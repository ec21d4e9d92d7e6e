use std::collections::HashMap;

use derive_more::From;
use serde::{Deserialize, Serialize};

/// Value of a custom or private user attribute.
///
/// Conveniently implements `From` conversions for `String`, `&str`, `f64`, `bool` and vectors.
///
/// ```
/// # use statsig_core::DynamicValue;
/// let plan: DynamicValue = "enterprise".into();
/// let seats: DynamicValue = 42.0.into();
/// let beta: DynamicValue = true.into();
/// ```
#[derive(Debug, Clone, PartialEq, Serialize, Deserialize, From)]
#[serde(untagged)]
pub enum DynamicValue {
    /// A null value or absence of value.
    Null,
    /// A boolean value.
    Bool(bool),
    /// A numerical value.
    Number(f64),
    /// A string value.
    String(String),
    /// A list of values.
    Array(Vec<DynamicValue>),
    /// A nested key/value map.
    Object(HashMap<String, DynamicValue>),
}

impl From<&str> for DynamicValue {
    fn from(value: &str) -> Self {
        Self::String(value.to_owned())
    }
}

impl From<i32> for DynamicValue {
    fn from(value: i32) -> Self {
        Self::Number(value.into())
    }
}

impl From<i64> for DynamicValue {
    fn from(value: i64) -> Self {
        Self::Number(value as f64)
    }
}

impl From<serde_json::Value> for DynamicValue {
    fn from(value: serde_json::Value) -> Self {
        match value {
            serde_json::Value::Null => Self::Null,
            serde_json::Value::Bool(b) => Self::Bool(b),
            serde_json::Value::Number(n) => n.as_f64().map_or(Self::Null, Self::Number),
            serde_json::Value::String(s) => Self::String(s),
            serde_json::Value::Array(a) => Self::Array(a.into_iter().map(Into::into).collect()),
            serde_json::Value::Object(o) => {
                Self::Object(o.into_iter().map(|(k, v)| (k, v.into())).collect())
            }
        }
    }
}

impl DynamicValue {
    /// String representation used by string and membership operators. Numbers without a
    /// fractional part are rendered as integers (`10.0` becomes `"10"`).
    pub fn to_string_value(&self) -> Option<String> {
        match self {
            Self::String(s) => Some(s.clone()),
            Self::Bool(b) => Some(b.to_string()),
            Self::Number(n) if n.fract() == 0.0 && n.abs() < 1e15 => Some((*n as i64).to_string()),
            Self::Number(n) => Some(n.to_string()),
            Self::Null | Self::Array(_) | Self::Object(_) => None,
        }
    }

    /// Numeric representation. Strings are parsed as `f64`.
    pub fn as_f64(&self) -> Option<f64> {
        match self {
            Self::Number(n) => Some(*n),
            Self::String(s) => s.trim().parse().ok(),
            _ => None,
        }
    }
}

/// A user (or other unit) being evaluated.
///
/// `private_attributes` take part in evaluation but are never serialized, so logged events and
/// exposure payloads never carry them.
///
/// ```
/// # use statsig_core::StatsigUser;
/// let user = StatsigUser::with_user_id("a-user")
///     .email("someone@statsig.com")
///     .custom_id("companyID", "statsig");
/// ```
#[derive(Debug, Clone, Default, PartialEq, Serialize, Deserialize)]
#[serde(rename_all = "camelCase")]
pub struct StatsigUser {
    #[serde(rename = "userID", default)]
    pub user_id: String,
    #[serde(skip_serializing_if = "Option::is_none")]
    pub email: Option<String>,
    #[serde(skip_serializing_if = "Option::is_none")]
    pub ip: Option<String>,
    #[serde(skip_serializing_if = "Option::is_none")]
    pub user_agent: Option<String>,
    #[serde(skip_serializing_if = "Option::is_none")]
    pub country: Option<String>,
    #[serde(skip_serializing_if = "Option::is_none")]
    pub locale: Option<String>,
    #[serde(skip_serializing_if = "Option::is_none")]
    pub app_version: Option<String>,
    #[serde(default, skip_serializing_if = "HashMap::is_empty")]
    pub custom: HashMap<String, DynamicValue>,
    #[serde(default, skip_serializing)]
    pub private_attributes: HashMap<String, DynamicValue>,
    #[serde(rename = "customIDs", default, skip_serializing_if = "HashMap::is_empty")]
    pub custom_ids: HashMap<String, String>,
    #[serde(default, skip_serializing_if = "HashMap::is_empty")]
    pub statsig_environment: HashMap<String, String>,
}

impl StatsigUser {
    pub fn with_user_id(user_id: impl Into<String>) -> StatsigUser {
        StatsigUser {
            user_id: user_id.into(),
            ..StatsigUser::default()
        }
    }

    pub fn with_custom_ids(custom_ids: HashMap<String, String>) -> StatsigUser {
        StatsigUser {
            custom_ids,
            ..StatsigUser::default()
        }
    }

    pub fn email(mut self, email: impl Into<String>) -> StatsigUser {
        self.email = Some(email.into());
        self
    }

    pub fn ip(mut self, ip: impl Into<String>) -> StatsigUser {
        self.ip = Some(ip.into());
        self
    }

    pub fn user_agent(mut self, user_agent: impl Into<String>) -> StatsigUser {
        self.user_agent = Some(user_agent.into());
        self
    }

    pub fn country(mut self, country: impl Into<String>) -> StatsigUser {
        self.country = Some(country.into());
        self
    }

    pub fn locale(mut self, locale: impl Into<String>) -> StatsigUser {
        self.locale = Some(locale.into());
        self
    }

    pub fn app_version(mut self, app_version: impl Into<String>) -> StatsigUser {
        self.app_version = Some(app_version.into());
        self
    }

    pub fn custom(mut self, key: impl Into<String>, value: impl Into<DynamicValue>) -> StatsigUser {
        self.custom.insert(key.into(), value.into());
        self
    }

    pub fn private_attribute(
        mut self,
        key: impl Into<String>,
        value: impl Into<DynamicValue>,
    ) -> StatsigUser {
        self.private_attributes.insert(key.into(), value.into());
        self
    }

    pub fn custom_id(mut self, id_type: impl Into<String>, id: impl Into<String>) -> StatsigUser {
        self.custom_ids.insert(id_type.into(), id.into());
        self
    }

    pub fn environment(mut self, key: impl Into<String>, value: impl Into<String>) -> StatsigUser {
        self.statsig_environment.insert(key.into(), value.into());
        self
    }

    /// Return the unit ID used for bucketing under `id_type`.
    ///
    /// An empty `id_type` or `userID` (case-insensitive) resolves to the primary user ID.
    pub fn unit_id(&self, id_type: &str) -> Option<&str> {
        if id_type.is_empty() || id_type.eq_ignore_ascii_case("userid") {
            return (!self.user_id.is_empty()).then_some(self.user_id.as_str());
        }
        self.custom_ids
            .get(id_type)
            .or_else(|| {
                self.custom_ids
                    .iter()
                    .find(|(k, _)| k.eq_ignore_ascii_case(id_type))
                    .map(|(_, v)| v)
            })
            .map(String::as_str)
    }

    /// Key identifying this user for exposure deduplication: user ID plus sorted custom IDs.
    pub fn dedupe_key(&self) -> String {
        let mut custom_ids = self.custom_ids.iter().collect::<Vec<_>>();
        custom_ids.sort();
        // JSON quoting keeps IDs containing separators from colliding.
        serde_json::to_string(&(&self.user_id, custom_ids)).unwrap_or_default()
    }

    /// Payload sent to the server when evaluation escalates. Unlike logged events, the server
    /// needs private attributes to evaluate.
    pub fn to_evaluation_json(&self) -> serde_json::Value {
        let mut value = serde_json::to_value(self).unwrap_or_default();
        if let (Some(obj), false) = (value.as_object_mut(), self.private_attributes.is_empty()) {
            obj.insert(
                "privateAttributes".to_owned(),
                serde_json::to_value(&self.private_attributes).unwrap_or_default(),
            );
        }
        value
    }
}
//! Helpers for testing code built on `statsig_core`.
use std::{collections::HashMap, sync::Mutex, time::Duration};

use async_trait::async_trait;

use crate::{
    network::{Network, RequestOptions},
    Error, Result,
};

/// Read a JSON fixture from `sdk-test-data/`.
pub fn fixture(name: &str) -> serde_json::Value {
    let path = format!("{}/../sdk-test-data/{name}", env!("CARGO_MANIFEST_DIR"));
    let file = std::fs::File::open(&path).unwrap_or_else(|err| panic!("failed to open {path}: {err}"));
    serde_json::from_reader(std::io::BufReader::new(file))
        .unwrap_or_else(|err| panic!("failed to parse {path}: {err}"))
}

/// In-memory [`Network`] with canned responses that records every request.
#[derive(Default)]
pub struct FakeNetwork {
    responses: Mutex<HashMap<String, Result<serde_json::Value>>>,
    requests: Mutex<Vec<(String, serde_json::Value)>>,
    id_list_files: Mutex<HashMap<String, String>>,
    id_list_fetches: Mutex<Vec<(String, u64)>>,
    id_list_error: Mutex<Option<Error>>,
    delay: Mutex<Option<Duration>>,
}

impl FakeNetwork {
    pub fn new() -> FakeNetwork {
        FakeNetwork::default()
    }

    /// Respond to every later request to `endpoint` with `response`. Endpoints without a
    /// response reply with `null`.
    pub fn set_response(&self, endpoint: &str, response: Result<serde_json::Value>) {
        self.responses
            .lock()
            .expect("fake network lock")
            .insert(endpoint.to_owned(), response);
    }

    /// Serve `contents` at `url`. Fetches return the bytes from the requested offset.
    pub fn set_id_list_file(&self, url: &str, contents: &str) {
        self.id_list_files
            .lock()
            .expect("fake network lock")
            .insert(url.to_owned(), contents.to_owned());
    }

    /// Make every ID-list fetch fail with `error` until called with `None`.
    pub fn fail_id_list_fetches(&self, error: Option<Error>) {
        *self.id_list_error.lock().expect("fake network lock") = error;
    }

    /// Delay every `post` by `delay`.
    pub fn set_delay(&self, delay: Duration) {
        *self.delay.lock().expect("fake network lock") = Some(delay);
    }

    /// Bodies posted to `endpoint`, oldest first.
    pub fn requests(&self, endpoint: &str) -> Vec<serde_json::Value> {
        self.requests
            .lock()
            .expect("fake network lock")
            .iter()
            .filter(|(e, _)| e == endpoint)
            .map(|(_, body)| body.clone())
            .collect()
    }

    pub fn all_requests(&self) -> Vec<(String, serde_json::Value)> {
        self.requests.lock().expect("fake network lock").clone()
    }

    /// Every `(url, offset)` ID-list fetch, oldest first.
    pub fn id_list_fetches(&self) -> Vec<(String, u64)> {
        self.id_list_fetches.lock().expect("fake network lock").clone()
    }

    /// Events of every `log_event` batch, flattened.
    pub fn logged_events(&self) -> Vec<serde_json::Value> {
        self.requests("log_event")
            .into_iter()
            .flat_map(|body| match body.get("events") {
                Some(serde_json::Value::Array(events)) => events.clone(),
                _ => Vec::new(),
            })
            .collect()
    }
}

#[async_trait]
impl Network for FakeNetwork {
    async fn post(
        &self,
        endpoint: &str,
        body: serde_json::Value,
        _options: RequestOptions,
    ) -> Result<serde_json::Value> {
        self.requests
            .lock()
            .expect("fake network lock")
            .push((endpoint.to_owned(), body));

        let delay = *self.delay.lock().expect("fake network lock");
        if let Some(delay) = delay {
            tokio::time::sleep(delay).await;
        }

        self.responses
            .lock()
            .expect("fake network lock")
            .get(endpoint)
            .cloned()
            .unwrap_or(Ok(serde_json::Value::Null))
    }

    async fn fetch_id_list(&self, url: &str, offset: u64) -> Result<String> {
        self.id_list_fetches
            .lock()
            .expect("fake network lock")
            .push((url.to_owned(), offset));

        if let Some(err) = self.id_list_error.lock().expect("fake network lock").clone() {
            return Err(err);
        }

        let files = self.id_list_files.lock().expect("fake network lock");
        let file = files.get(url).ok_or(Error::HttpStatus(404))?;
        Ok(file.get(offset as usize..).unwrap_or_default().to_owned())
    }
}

---+---

Check every line of the listing for the string "PartialEq" and report how many lines have it, as a number alone.

2